Eight months ago, the idea of Donald Trump appearing on a GOP presidential ticket was literally the punchline of a joke. Today, Trump is the front-runner for the Republican nomination, and arguably the field’s most natural successor to Palin, who has enthusiastically aided his campaign.
It’s hard to imagine a more improbable alliance. The first decades of Trump and Palin’s lives couldn’t have been more different. The Christian social conservatism that drives Palin is at best a perfunctory afterthought for Trump. She began her political career driven by outrage at a group of self-interested Alaska politicians who called themselves the “corrupt bastards club”; Trump brags about his ability to get what he wants from politicians in exchange for donations. And it seems likely the pair don’t quite align in their views of popular culture. Palin’s daughter Bristol ripped Miley Cyrus as an example of pop stars who proclaim tolerance while showing contempt for Christians; Trump reportedly told Cyrus he “loved” her provocative performance at the MTV Video Music Awards.
But both have starred in reality shows, both are used to crushing media attention, and both pitch themselves as the voice of a new silent majority ignored, mocked, and demonized by hostile media and political elites.
“I’ve said it since the day he made the sacrifice to hit the campaign trail: Voters crave the anti-status quo politician,” Palin said in the introduction to her interview with Trump on the One America News network in August. “They need a fighter. They need someone to fire all those political correct [sic] police. . . . Everything about Donald Trump’s campaign [is] avant-garde and he is crushing it in the polls.”
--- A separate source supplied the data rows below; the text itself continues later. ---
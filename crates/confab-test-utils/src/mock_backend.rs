// SPDX-FileCopyrightText: 2026 Confab Contributors
// SPDX-License-Identifier: MIT OR Apache-2.0

//! Mock chat backend for deterministic testing.
//!
//! `MockBackend` implements `ChatBackend` with pre-scripted outcomes,
//! enabling fast, CI-runnable tests without external API calls. An optional
//! gate queue lets a test hold individual calls open and release them in a
//! chosen order, for out-of-order completion tests.

use std::collections::VecDeque;
use std::sync::Arc;
use std::sync::atomic::{AtomicUsize, Ordering};

use async_trait::async_trait;
use tokio::sync::{Mutex, oneshot};

use confab_core::{ChatBackend, ChatMessage, ChatRole, ConfabError};

/// A mock backend that returns pre-scripted outcomes.
///
/// Outcomes are popped from a FIFO queue. When the queue is empty, in echo
/// mode the reply names the last user entry of the transcript ("echo:
/// <text>"); otherwise a default "mock reply" text is returned.
pub struct MockBackend {
    configured: bool,
    echo: bool,
    outcomes: Arc<Mutex<VecDeque<Result<String, ConfabError>>>>,
    gates: Arc<Mutex<VecDeque<oneshot::Receiver<()>>>>,
    calls: Arc<AtomicUsize>,
}

impl MockBackend {
    /// Create a configured mock with an empty outcome queue.
    pub fn new() -> Self {
        Self {
            configured: true,
            echo: false,
            outcomes: Arc::new(Mutex::new(VecDeque::new())),
            gates: Arc::new(Mutex::new(VecDeque::new())),
            calls: Arc::new(AtomicUsize::new(0)),
        }
    }

    /// Create a mock pre-loaded with successful replies.
    pub fn with_replies(replies: Vec<&str>) -> Self {
        Self::with_outcomes(replies.into_iter().map(|r| Ok(r.to_string())).collect())
    }

    /// Create a mock pre-loaded with arbitrary outcomes.
    pub fn with_outcomes(outcomes: Vec<Result<String, ConfabError>>) -> Self {
        Self {
            outcomes: Arc::new(Mutex::new(VecDeque::from(outcomes))),
            ..Self::new()
        }
    }

    /// Create a mock that reports no credential and fails every call with
    /// `MissingCredential`.
    pub fn unconfigured() -> Self {
        Self {
            configured: false,
            ..Self::new()
        }
    }

    /// Create a mock whose default reply echoes the last user entry, so a
    /// reply identifies the prompt that produced it.
    pub fn echoing() -> Self {
        Self {
            echo: true,
            ..Self::new()
        }
    }

    /// Queue an outcome at the end of the script.
    pub async fn push_outcome(&self, outcome: Result<String, ConfabError>) {
        self.outcomes.lock().await.push_back(outcome);
    }

    /// Add a gate for the next un-gated call, in call-arrival order.
    ///
    /// The corresponding `send_chat` waits until the returned sender fires
    /// (or is dropped) before producing its outcome.
    pub async fn add_gate(&self) -> oneshot::Sender<()> {
        let (release, wait) = oneshot::channel();
        self.gates.lock().await.push_back(wait);
        release
    }

    /// Number of `send_chat` calls observed, including failed ones.
    pub fn calls(&self) -> usize {
        self.calls.load(Ordering::SeqCst)
    }
}

impl Default for MockBackend {
    fn default() -> Self {
        Self::new()
    }
}

#[async_trait]
impl ChatBackend for MockBackend {
    fn is_configured(&self) -> bool {
        self.configured
    }

    async fn send_chat(&self, transcript: &[ChatMessage]) -> Result<String, ConfabError> {
        self.calls.fetch_add(1, Ordering::SeqCst);

        if !self.configured {
            return Err(ConfabError::MissingCredential);
        }

        let gate = self.gates.lock().await.pop_front();
        if let Some(gate) = gate {
            let _ = gate.await;
        }

        if let Some(outcome) = self.outcomes.lock().await.pop_front() {
            return outcome;
        }

        if self.echo {
            let last_user = transcript
                .iter()
                .rev()
                .find(|m| m.role == ChatRole::User)
                .map(|m| m.content.as_str())
                .unwrap_or("<no user entry>");
            return Ok(format!("echo: {last_user}"));
        }

        Ok("mock reply".to_string())
    }
}

#[cfg(test)]
mod tests {
    use super::*;

    fn transcript(user_text: &str) -> Vec<ChatMessage> {
        vec![
            ChatMessage::new(ChatRole::System, "prime"),
            ChatMessage::new(ChatRole::User, user_text),
        ]
    }

    #[tokio::test]
    async fn scripted_outcomes_pop_in_order() {
        let mock = MockBackend::new();
        mock.push_outcome(Ok("first".into())).await;
        mock.push_outcome(Err(ConfabError::EmptyReply)).await;

        assert_eq!(mock.send_chat(&transcript("a")).await.unwrap(), "first");
        assert!(matches!(
            mock.send_chat(&transcript("b")).await.unwrap_err(),
            ConfabError::EmptyReply
        ));
        // Exhausted script falls back to the default reply.
        assert_eq!(mock.send_chat(&transcript("c")).await.unwrap(), "mock reply");
        assert_eq!(mock.calls(), 3);
    }

    #[tokio::test]
    async fn echo_mode_names_the_prompt() {
        let mock = MockBackend::echoing();
        let reply = mock.send_chat(&transcript("what is rust?")).await.unwrap();
        assert_eq!(reply, "echo: what is rust?");
    }

    #[tokio::test]
    async fn unconfigured_mock_fails_every_call() {
        let mock = MockBackend::unconfigured();
        assert!(!mock.is_configured());
        assert!(matches!(
            mock.send_chat(&transcript("a")).await.unwrap_err(),
            ConfabError::MissingCredential
        ));
    }

    #[tokio::test]
    async fn gated_call_waits_for_release() {
        let mock = Arc::new(MockBackend::with_replies(vec!["gated"]));
        let release = mock.add_gate().await;

        let call = {
            let mock = Arc::clone(&mock);
            tokio::spawn(async move { mock.send_chat(&transcript("a")).await })
        };

        // The call is parked on the gate until we release it.
        release.send(()).unwrap();
        assert_eq!(call.await.unwrap().unwrap(), "gated");
    }
}
// SPDX-FileCopyrightText: 2026 Confab Contributors
// SPDX-License-Identifier: MIT OR Apache-2.0

//! Post-deserialization validation for values serde cannot check.

use confab_core::ConfabError;

use crate::model::ConfabConfig;

const KNOWN_LOG_LEVELS: &[&str] = &["trace", "debug", "info", "warn", "error"];

/// Validates a deserialized config.
///
/// Returns all problems at once so the user can fix them in one pass.
pub fn validate_config(config: &ConfabConfig) -> Result<(), Vec<ConfabError>> {
    let mut errors = Vec::new();

    let level = config.agent.log_level.trim().to_ascii_lowercase();
    if !KNOWN_LOG_LEVELS.contains(&level.as_str()) {
        errors.push(ConfabError::Config(format!(
            "agent.log_level `{}` is not one of {KNOWN_LOG_LEVELS:?}",
            config.agent.log_level
        )));
    }

    if config.deepseek.model.trim().is_empty() {
        errors.push(ConfabError::Config(
            "deepseek.model must not be empty".to_string(),
        ));
    }

    if config.agent.system_prompt.trim().is_empty() {
        errors.push(ConfabError::Config(
            "agent.system_prompt must not be empty".to_string(),
        ));
    }

    if errors.is_empty() { Ok(()) } else { Err(errors) }
}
When Trump was mocked for refusing to name his favorite Bible verse because it’s “too personal” and answering “probably equal” when asked whether he was “an Old Testament guy or a New Testament guy,” Palin — who has a book of devotionals and Bible verses coming out in November — mounted a vigorous argument that asking presidential candidates about their religious faith should be out-of-bounds.
By September, Palin was appearing alongside Trump and Ted Cruz at a Capitol Hill rally against the Obama administration’s Iran deal. Palin’s apparent closeness with Trump left some other voices on the right baffled.
“I saw a clip of her talking to Donald Trump — what the hell is that?” asked Glenn Beck the day after the rally. “I don’t even know who she is any more. I don’t know what she cares for. I don’t know.” (Beck later retracted some of his remarks, saying it was “unkind, it was childish, and it was wrong of me to name-call,” though he was still baffled by “her opinion of [Trump], and [the fact] that she agree[s] with him and backs him as hard as she does.”)
#share#So far, Palin hasn’t endorsed anyone in the GOP presidential primary; in recent weeks, she’s praised Trump, Carly Fiorina, and John Kasich on her Facebook page. But Trump and Palin indisputably enjoy mutual admiration. Trump said he would love to have Palin in his cabinet, and in an interview with CNN she volunteered to serve as his Energy Secretary.
When Palin burst onto the scene in 2008, establishment Republicans and grassroots conservatives alike believed they had found a figure who would play an outsize role in shaping the future of the party. Her faults — a seeming inability to name any newspapers or magazines she reads, a lack of familiarity with national issues — all appeared easy to overcome in time. After all, she had a near-photographic memory.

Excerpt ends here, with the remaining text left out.